Le 8 avril 2022, un décret présidentiel a supprimé 25 autorisations administratives dont la vente de tabac, la production d’auto-électricité, les bureaux de change.

Beaucoup de citoyens de la capitale Tunis, notamment, ont sans doute remarqué que de nombreux bureaux de change « privés » et en tant que tel ont été ouverts ces derniers temps.
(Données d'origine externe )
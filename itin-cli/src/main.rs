//! Main entry point for the itin CLI.
//!
//! This is the command-line interface for the itin trip itinerary planner.
//! It provides commands for managing trips and their event timelines:
//! - `trip`: Create, list, show, update, and delete trips
//! - `event`: Create, list, show, update, delete, restore, and pin events
//! - `suggest`: Preview the times a new event would get
//! - `reorder`: Reorder a trip's timeline and recompute times

mod cli;
mod commands;
mod error;
mod utils;

use clap::Parser;
use cli::Cli;
use utils::GlobalOptions;

fn main() {
    // Parse CLI arguments
    let cli = Cli::parse();

    // Initialize logging based on verbosity
    let _logger = itin::init_logger(cli.verbose, cli.quiet);

    // Convert CLI args to GlobalOptions
    let global = GlobalOptions {
        verbose: cli.verbose,
        quiet: cli.quiet,
        data_dir: cli.data_dir,
        busy_timeout: cli.busy_timeout,
        disable_autoinit: cli.disable_autoinit,
    };

    // Execute the command
    let result = match cli.command {
        cli::Command::Init(cmd) => cmd.execute(&global),
        cli::Command::Trip(cmd) => cmd.execute(&global),
        cli::Command::Event(cmd) => cmd.execute(&global),
        cli::Command::Suggest(cmd) => cmd.execute(&global),
        cli::Command::Reorder(cmd) => cmd.execute(&global),
        cli::Command::Completions(cmd) => cmd.execute(&global),
    };

    // Handle errors and set exit code
    match result {
        Ok(()) => std::process::exit(0),
        Err(e) => {
            eprintln!("Error: {e}");
            std::process::exit(e.exit_code());
        }
    }
}
//! Output formatting module for trips and events.
//!
//! This module turns domain objects into CLI-ready text: a tab-separated
//! table with an uppercase header line, pretty-printed JSON, or YAML. The
//! [`Tabular`] trait defines which fields a type exposes in list output;
//! the same rows also feed delimited writers at the call site.

mod formatters;

pub use formatters::{format_json, format_table, format_yaml, Tabular};
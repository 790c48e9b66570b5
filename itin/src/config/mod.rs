//! Configuration system for itin.
//!
//! This module provides hierarchical configuration with support for:
//! - YAML configuration files (user config and project itin files)
//! - Environment variable overrides
//! - Programmatic configuration via builder pattern
//!
//! # Configuration Precedence
//!
//! Configuration is merged from multiple sources with the following precedence
//! (highest to lowest):
//!
//! 1. Programmatic overrides (via `ConfigBuilder::with_config`)
//! 2. Environment variables (ITIN_*)
//! 3. Project config (`itin.yaml`, discovered walking up from the working
//!    directory)
//! 4. User config (`~/.itin/config.yaml`)
//! 5. Built-in defaults
//!
//! # Examples
//!
//! Basic usage with defaults:
//!
//! ```no_run
//! use itin::config::ConfigBuilder;
//!
//! let config = ConfigBuilder::new().build().unwrap();
//! println!("Busy timeout: {:?}", config.busy_timeout());
//! ```
//!
//! Programmatic configuration:
//!
//! ```
//! use itin::config::{Config, ConfigBuilder};
//! use std::path::PathBuf;
//!
//! let custom = Config {
//!     data_dir: Some(PathBuf::from("/tmp/itin")),
//!     busy_timeout_seconds: Some(10),
//!     ..Default::default()
//! };
//!
//! let config = ConfigBuilder::new()
//!     .skip_files()
//!     .skip_env()
//!     .with_config(custom)
//!     .build()
//!     .unwrap();
//!
//! assert_eq!(config.busy_timeout_seconds, Some(10));
//! ```

pub mod builder;
pub mod environment;
pub mod loader;
pub mod schema;

pub use builder::ConfigBuilder;
pub use environment::EnvironmentConfig;
pub use loader::{ConfigLoader, ConfigSource};
pub use schema::{Config, OutputFormat, DEFAULT_BUSY_TIMEOUT_SECONDS};
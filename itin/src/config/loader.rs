//! Configuration file discovery and loading.
//!
//! This module handles discovering and loading itin configuration files
//! from various locations with proper precedence.

use crate::config::schema::Config;
use crate::error::{Error, Result};
use std::fs;
use std::path::{Path, PathBuf};

/// Configuration source with its precedence level.
///
/// Lower precedence values are overridden by higher ones.
#[derive(Debug, Clone)]
pub struct ConfigSource {
    /// Path to the configuration file.
    pub path: PathBuf,
    /// Precedence level (higher values take priority).
    pub precedence: u8,
    /// Parsed configuration.
    pub config: Config,
}

/// Loads configuration from various sources.
///
/// # Examples
///
/// ```no_run
/// use itin::config::ConfigLoader;
/// use std::path::Path;
///
/// let sources = ConfigLoader::load_all(Path::new("."), None).unwrap();
/// println!("Found {} configuration sources", sources.len());
/// ```
pub struct ConfigLoader;

impl ConfigLoader {
    /// Discover and load all configuration files.
    ///
    /// Searches for:
    /// 1. User config at `~/.itin/config.yaml` (precedence 1)
    /// 2. Project `itin.yaml` files walking up from `working_dir` (precedence 2)
    ///
    /// The `data_dir` parameter allows overriding where the user config is
    /// loaded from.
    ///
    /// # Errors
    ///
    /// Returns an error if any configuration file exists but cannot be read
    /// or parsed.
    pub fn load_all(working_dir: &Path, data_dir: Option<&Path>) -> Result<Vec<ConfigSource>> {
        let mut sources = Vec::new();

        // Load user config (~/.itin/config.yaml or custom data dir)
        if let Some(user_config) = Self::load_user_config(data_dir)? {
            sources.push(user_config);
        }

        // Walk up directory tree looking for itin.yaml
        if let Some(project_config) = Self::discover_project_config(working_dir)? {
            sources.push(project_config);
        }

        // Sort by precedence (higher precedence last for easier processing)
        sources.sort_by_key(|s| s.precedence);

        Ok(sources)
    }

    /// Load user configuration file.
    ///
    /// If `data_dir` is provided, loads from `{data_dir}/config.yaml`.
    /// Otherwise uses the default data directory.
    ///
    /// # Errors
    ///
    /// Returns an error if the file exists but cannot be read or parsed.
    fn load_user_config(data_dir: Option<&Path>) -> Result<Option<ConfigSource>> {
        let config_path = if let Some(dir) = data_dir {
            dir.join("config.yaml")
        } else {
            Self::user_config_path()?
        };

        if !config_path.exists() {
            return Ok(None);
        }

        let config = Self::load_file(&config_path)?;
        Ok(Some(ConfigSource {
            path: config_path,
            precedence: 1, // Lowest precedence
            config,
        }))
    }

    /// Discover the project configuration by walking up directories.
    ///
    /// Stops at the first directory containing an `itin.yaml`.
    ///
    /// # Errors
    ///
    /// Returns an error if a discovered file cannot be read or parsed.
    pub fn discover_project_config(start_dir: &Path) -> Result<Option<ConfigSource>> {
        let mut current = start_dir.to_path_buf();

        loop {
            let candidate = current.join("itin.yaml");
            if candidate.exists() {
                let config = Self::load_file(&candidate)?;
                return Ok(Some(ConfigSource {
                    path: candidate,
                    precedence: 2,
                    config,
                }));
            }

            if !current.pop() {
                return Ok(None);
            }
        }
    }

    /// Load and parse a YAML configuration file.
    ///
    /// # Errors
    ///
    /// Returns an error if the file cannot be read or the YAML is invalid.
    pub fn load_file(path: &Path) -> Result<Config> {
        let contents = fs::read_to_string(path).map_err(|e| Error::InvalidConfiguration {
            message: format!("failed to read {}: {e}", path.display()),
        })?;

        serde_yaml::from_str(&contents).map_err(|e| Error::InvalidConfiguration {
            message: format!("{}: {e}", path.display()),
        })
    }

    /// Get user config file path.
    ///
    /// # Errors
    ///
    /// Returns an error if the home directory cannot be determined.
    fn user_config_path() -> Result<PathBuf> {
        let data_dir = crate::database::default_data_dir()?;
        Ok(data_dir.join("config.yaml"))
    }
}

#[cfg(test)]
mod tests {
    use super::*;
    use std::fs;
    use tempfile::TempDir;

    #[test]
    fn test_load_nonexistent_file() {
        let result = ConfigLoader::load_file(Path::new("/nonexistent/path/config.yaml"));
        assert!(result.is_err());
    }

    #[test]
    fn test_load_invalid_yaml() {
        let temp_dir = TempDir::new().unwrap();
        let config_path = temp_dir.path().join("bad.yaml");
        fs::write(&config_path, "busy_timeout_seconds: [not a number").unwrap();

        let result = ConfigLoader::load_file(&config_path);
        assert!(result.is_err());
    }

    #[test]
    fn test_load_valid_config() {
        let temp_dir = TempDir::new().unwrap();
        let config_path = temp_dir.path().join("config.yaml");
        fs::write(&config_path, "busy_timeout_seconds: 12\n").unwrap();

        let config = ConfigLoader::load_file(&config_path).unwrap();
        assert_eq!(config.busy_timeout_seconds, Some(12));
    }

    #[test]
    fn test_discover_no_config() {
        let temp_dir = TempDir::new().unwrap();
        let source = ConfigLoader::discover_project_config(temp_dir.path()).unwrap();
        assert!(source.is_none());
    }

    #[test]
    fn test_discover_itin_yaml() {
        let temp_dir = TempDir::new().unwrap();
        fs::write(temp_dir.path().join("itin.yaml"), "disable_autoinit: true\n").unwrap();

        let source = ConfigLoader::discover_project_config(temp_dir.path())
            .unwrap()
            .unwrap();
        assert_eq!(source.precedence, 2);
        assert_eq!(source.config.disable_autoinit, Some(true));
    }

    #[test]
    fn test_discover_walks_up_to_parent() {
        let temp_dir = TempDir::new().unwrap();
        let child = temp_dir.path().join("child");
        fs::create_dir(&child).unwrap();

        // Put config in parent
        fs::write(
            temp_dir.path().join("itin.yaml"),
            "busy_timeout_seconds: 7\n",
        )
        .unwrap();

        // Discover from child - should find parent's config
        let source = ConfigLoader::discover_project_config(&child).unwrap().unwrap();
        assert_eq!(source.config.busy_timeout_seconds, Some(7));
    }

    #[test]
    fn test_load_all_sorts_by_precedence() {
        let temp_dir = TempDir::new().unwrap();
        let data_dir = temp_dir.path().join("data");
        fs::create_dir(&data_dir).unwrap();
        fs::write(data_dir.join("config.yaml"), "busy_timeout_seconds: 5\n").unwrap();
        fs::write(
            temp_dir.path().join("itin.yaml"),
            "busy_timeout_seconds: 9\n",
        )
        .unwrap();

        let sources = ConfigLoader::load_all(temp_dir.path(), Some(&data_dir)).unwrap();

        assert_eq!(sources.len(), 2);
        for i in 1..sources.len() {
            assert!(sources[i - 1].precedence <= sources[i].precedence);
        }
    }

    #[test]
    fn test_load_all_without_any_files() {
        let temp_dir = TempDir::new().unwrap();
        let data_dir = temp_dir.path().join("data");
        fs::create_dir(&data_dir).unwrap();

        let sources = ConfigLoader::load_all(temp_dir.path(), Some(&data_dir)).unwrap();
        assert!(sources.is_empty());
    }
}
/// Toggle an event's pinned flag.
#[derive(Args)]
pub struct EventPinCommand {
    /// Event id
    #[arg(value_name = "EVENT_ID")]
    id: i64,
}

impl EventPinCommand {
    pub fn execute(self, global: &GlobalOptions) -> Result<(), CliError> {
        let config = load_configuration(global)?;
        let mut db = open_database(global, &config)?;

        let event = EventOperations::toggle_pin(&mut db, self.id).map_err(CliError::from)?;

        if !global.quiet {
            if event.pinned {
                println!("Pinned event {}: {}", event.id, event.title);
            } else {
                println!("Unpinned event {}: {}", event.id, event.title);
            }
        }

        Ok(())
    }
}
Comme l’écrivait l’économiste marocain Lahsen Achy, dans une économie dominée par la rente (les privilèges), les acteurs deviennent pervertis. Ils dépensent leur temps et argent à la recherche et l’appropriation de la rente. Les investisseurs se détournent des activités soumises à la concurrence qui exigent des efforts d’innovation et de productivité au profit d’activités qui permettent d’accéder à une opportunité de rente. Ils sont souvent prêts à transgresser les règles formelles ou à recourir à la corruption pour créer, maintenir ou bénéficier d’une rente ».

Sans compter que de tels régimes corrompent irrémédiablement les démocraties qu’elles soient anciennes ou  naissantes.

Autres avis

Toutefois, ces thèses concernant la perversion de l’économie tunisienne en une économie de rente, de privilèges et de profit au moindre effort, sont contestées par bon nombre d’hommes d’affaires tunisiens, en particulier.
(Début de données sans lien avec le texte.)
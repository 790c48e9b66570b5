//! Common test utilities for integration tests.
//!
//! This module provides helper functions and fixture builders for testing
//! the itin library.

pub mod database;

use chrono::{NaiveDate, NaiveDateTime};

use itin::{Event, EventCategory, EventDetails};

/// Creates a temporary directory for testing.
///
/// The directory will be automatically cleaned up when the returned
/// `TempDir` is dropped.
#[allow(dead_code)]
pub fn create_temp_dir() -> std::io::Result<tempfile::TempDir> {
    tempfile::tempdir()
}

/// Shorthand for a calendar date.
#[allow(dead_code)]
pub fn date(year: i32, month: u32, day: u32) -> NaiveDate {
    NaiveDate::from_ymd_opt(year, month, day).unwrap()
}

/// Shorthand for a minute-precision timestamp.
#[allow(dead_code)]
pub fn datetime(year: i32, month: u32, day: u32, hour: u32, minute: u32) -> NaiveDateTime {
    date(year, month, day).and_hms_opt(hour, minute, 0).unwrap()
}

/// Builder for creating test events with sensible defaults.
///
/// # Examples
///
/// ```no_run
/// # use common::EventFixture;
/// let event = EventFixture::new(1)
///     .with_title("Castle tour")
///     .with_times(10, 0, 12, 0)
///     .build();
/// ```
#[allow(dead_code)]
pub struct EventFixture {
    trip_id: i64,
    category: EventCategory,
    title: String,
    location: String,
    start_time: Option<NaiveDateTime>,
    end_time: Option<NaiveDateTime>,
    pinned: bool,
    notes: String,
    details: Option<EventDetails>,
}

#[allow(dead_code)]
impl EventFixture {
    /// Creates a new fixture builder with default values.
    ///
    /// Defaults:
    /// - category: Activity
    /// - title: "Walking tour"
    /// - date: 2026-05-02, 10:00 to 11:00
    /// - pinned: false
    /// - no location, notes, or details
    pub fn new(trip_id: i64) -> Self {
        Self {
            trip_id,
            category: EventCategory::Activity,
            title: "Walking tour".to_string(),
            location: String::new(),
            start_time: Some(datetime(2026, 5, 2, 10, 0)),
            end_time: Some(datetime(2026, 5, 2, 11, 0)),
            pinned: false,
            notes: String::new(),
            details: None,
        }
    }

    /// Sets the event category.
    pub fn with_category(mut self, category: EventCategory) -> Self {
        self.category = category;
        self
    }

    /// Sets the event title.
    pub fn with_title(mut self, title: impl Into<String>) -> Self {
        self.title = title.into();
        self
    }

    /// Sets the event location.
    pub fn with_location(mut self, location: impl Into<String>) -> Self {
        self.location = location.into();
        self
    }

    /// Sets start and end on the default day (2026-05-02).
    pub fn with_times(mut self, start_h: u32, start_m: u32, end_h: u32, end_m: u32) -> Self {
        self.start_time = Some(datetime(2026, 5, 2, start_h, start_m));
        self.end_time = Some(datetime(2026, 5, 2, end_h, end_m));
        self
    }

    /// Sets start and end on a specific day of May 2026.
    pub fn on_day(mut self, day: u32, start_h: u32, start_m: u32, end_h: u32, end_m: u32) -> Self {
        self.start_time = Some(datetime(2026, 5, day, start_h, start_m));
        self.end_time = Some(datetime(2026, 5, day, end_h, end_m));
        self
    }

    /// Clears both times.
    pub fn untimed(mut self) -> Self {
        self.start_time = None;
        self.end_time = None;
        self
    }

    /// Sets whether the event is pinned.
    pub fn with_pinned(mut self, pinned: bool) -> Self {
        self.pinned = pinned;
        self
    }

    /// Sets the notes field.
    pub fn with_notes(mut self, notes: impl Into<String>) -> Self {
        self.notes = notes.into();
        self
    }

    /// Attaches a detail payload.
    pub fn with_details(mut self, details: EventDetails) -> Self {
        self.details = Some(details);
        self
    }

    /// Builds the unstored event, ready for `Database::create_event`.
    pub fn build(self) -> Event {
        let event_date = self
            .start_time
            .map_or_else(|| date(2026, 5, 2), |t| t.date());
        Event {
            id: 0,
            trip_id: self.trip_id,
            category: self.category,
            event_date,
            title: self.title,
            location: self.location,
            latitude: None,
            longitude: None,
            start_time: self.start_time,
            end_time: self.end_time,
            pinned: self.pinned,
            position: 0,
            notes: self.notes,
            deleted_at: None,
            created_at: NaiveDateTime::default(),
            updated_at: NaiveDateTime::default(),
            details: self.details,
        }
    }
}

#[cfg(test)]
mod tests {
    use super::*;

    #[test]
    fn test_fixture_default() {
        let event = EventFixture::new(7).build();
        assert_eq!(event.trip_id, 7);
        assert_eq!(event.category, EventCategory::Activity);
        assert_eq!(event.title, "Walking tour");
        assert_eq!(event.start_time, Some(datetime(2026, 5, 2, 10, 0)));
        assert_eq!(event.event_date, date(2026, 5, 2));
    }

    #[test]
    fn test_fixture_custom() {
        let event = EventFixture::new(1)
            .with_category(EventCategory::Food)
            .with_title("Dinner")
            .with_location("Alfama")
            .on_day(3, 19, 0, 21, 0)
            .with_pinned(true)
            .build();

        assert_eq!(event.category, EventCategory::Food);
        assert_eq!(event.title, "Dinner");
        assert_eq!(event.location, "Alfama");
        assert_eq!(event.event_date, date(2026, 5, 3));
        assert!(event.pinned);
    }

    #[test]
    fn test_temp_dir_creation() {
        let temp_dir = create_temp_dir().expect("should create temp dir");
        assert!(temp_dir.path().exists());
    }
}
Ainsi, dans un article publié en avril 2022, l’industriel et membre du comité directeur de l’Institut arabe des chefs d’entreprises, Nafâa Ennaifer,  a accusé les auteurs des publications défendant ces thèses de gens aigris et malintentionnés.
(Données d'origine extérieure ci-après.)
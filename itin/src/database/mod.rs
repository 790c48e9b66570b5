//! Database layer for persistent storage of trips and events.
//!
//! This module provides a SQLite-based storage layer for managing trip
//! itineraries, including connection management, schema versioning, and
//! CRUD operations for trips, events, and their detail records.
//!
//! # Examples
//!
//! ```no_run
//! use itin::database::{Database, DatabaseConfig};
//! use itin::DateRange;
//! use chrono::NaiveDate;
//!
//! // Open a database
//! let config = DatabaseConfig::new("/tmp/itin.db");
//! let mut db = Database::open(config).unwrap();
//!
//! // Create a trip
//! let dates = DateRange::new(
//!     NaiveDate::from_ymd_opt(2026, 5, 1).unwrap(),
//!     NaiveDate::from_ymd_opt(2026, 5, 10).unwrap(),
//! )
//! .unwrap();
//! let trip = db.create_trip("Lisbon", "Portugal", &dates).unwrap();
//!
//! // List its events
//! let events = Database::list_events_by_trip(db.connection(), trip.id).unwrap();
//! for event in events {
//!     println!("{:?}", event);
//! }
//! ```

mod config;
mod connection;
mod details;
mod events;
pub mod migrations;
mod schema;
mod trips;

#[cfg(test)]
pub mod test_util;

// Re-export public API
pub use config::{default_data_dir, resolve_database_path, DatabaseConfig};
pub use connection::Database;
pub use events::POSITION_STEP;

// Re-export migration functions for advanced use cases
pub use migrations::{check_schema_compatibility, get_schema_version, initialize_schema};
Il a notamment écrit : On parle de rente lorsque des opérateurs sont privilégiés et protégés de la concurrence de nouveaux venus sur le marché, par des lois restrictives ou des contraintes taillées sur mesure !

« Au lieu de faire « l’inventaire » des activités des groupes familiaux, il serait mieux de citer des exemples concrets de domaines ou de secteurs ou d’activités pour lesquels ces familles ont de fait l’exclusivité et en limitent l’accès aux concurrents.

On pourra alors s’y attaquer efficacement.

« En effet, qu’est ce qui empêche l’Etat de légiférer pour déverrouiller lesdites activités ? Depuis le temps qu’on en parle ???

« Ils parlent de Groupes, comme Elloumi par exemple, dont la quasi-totalité de l’activité est orientée vers l’exportation ou implantée à l’étranger.

« Est-ce cela la rente?

« Le groupe Bouchammaoui pourrait demain fermer toutes ses sociétés en Tunisie et se suffire de ses activités pétrolières à l’étranger qui lui drainent l’essentiel de ses résultats et sources de financement de ses investissements en Tunisie !!! On aurait peut-être préféré que ce Groupe réinvestisse son cash dans d’autres pays, y créer des emplois et y payer des impôts !

Quel est le tort du Groupe Délice opérant dans un secteur agroalimentaire stratégique, concurrentiel de surcroît, et auquel il a apporté une dynamique et un développement incroyables ?

« Son tort est d’avoir réussi à tisser un partenariat avec un leader mondial (Danone), d’être devenu leader, d’avoir fortement contribué à structurer la filière laitière et aidé les éleveurs à être rentables, d’avoir investi massivement dans une région comme Sidi Bouzid, au lieu justement d’investir dans une rente immobilière ?

« De quel privilège ce groupe a bénéficié ?

« Quel est le tort du Groupe légendaire de feu A.Ben Ayed ? D’avoir créé  ex nihilo  et par le labeur et la rigueur, un Groupe industriel performant, diversifié et de renommée internationale ? D’avoir créé une dynamique incroyable dans une multitude d’activités toutes concurrentielles également ? D’avoir été pionnier et d’être devenu leader intégré dans l’aviculture ».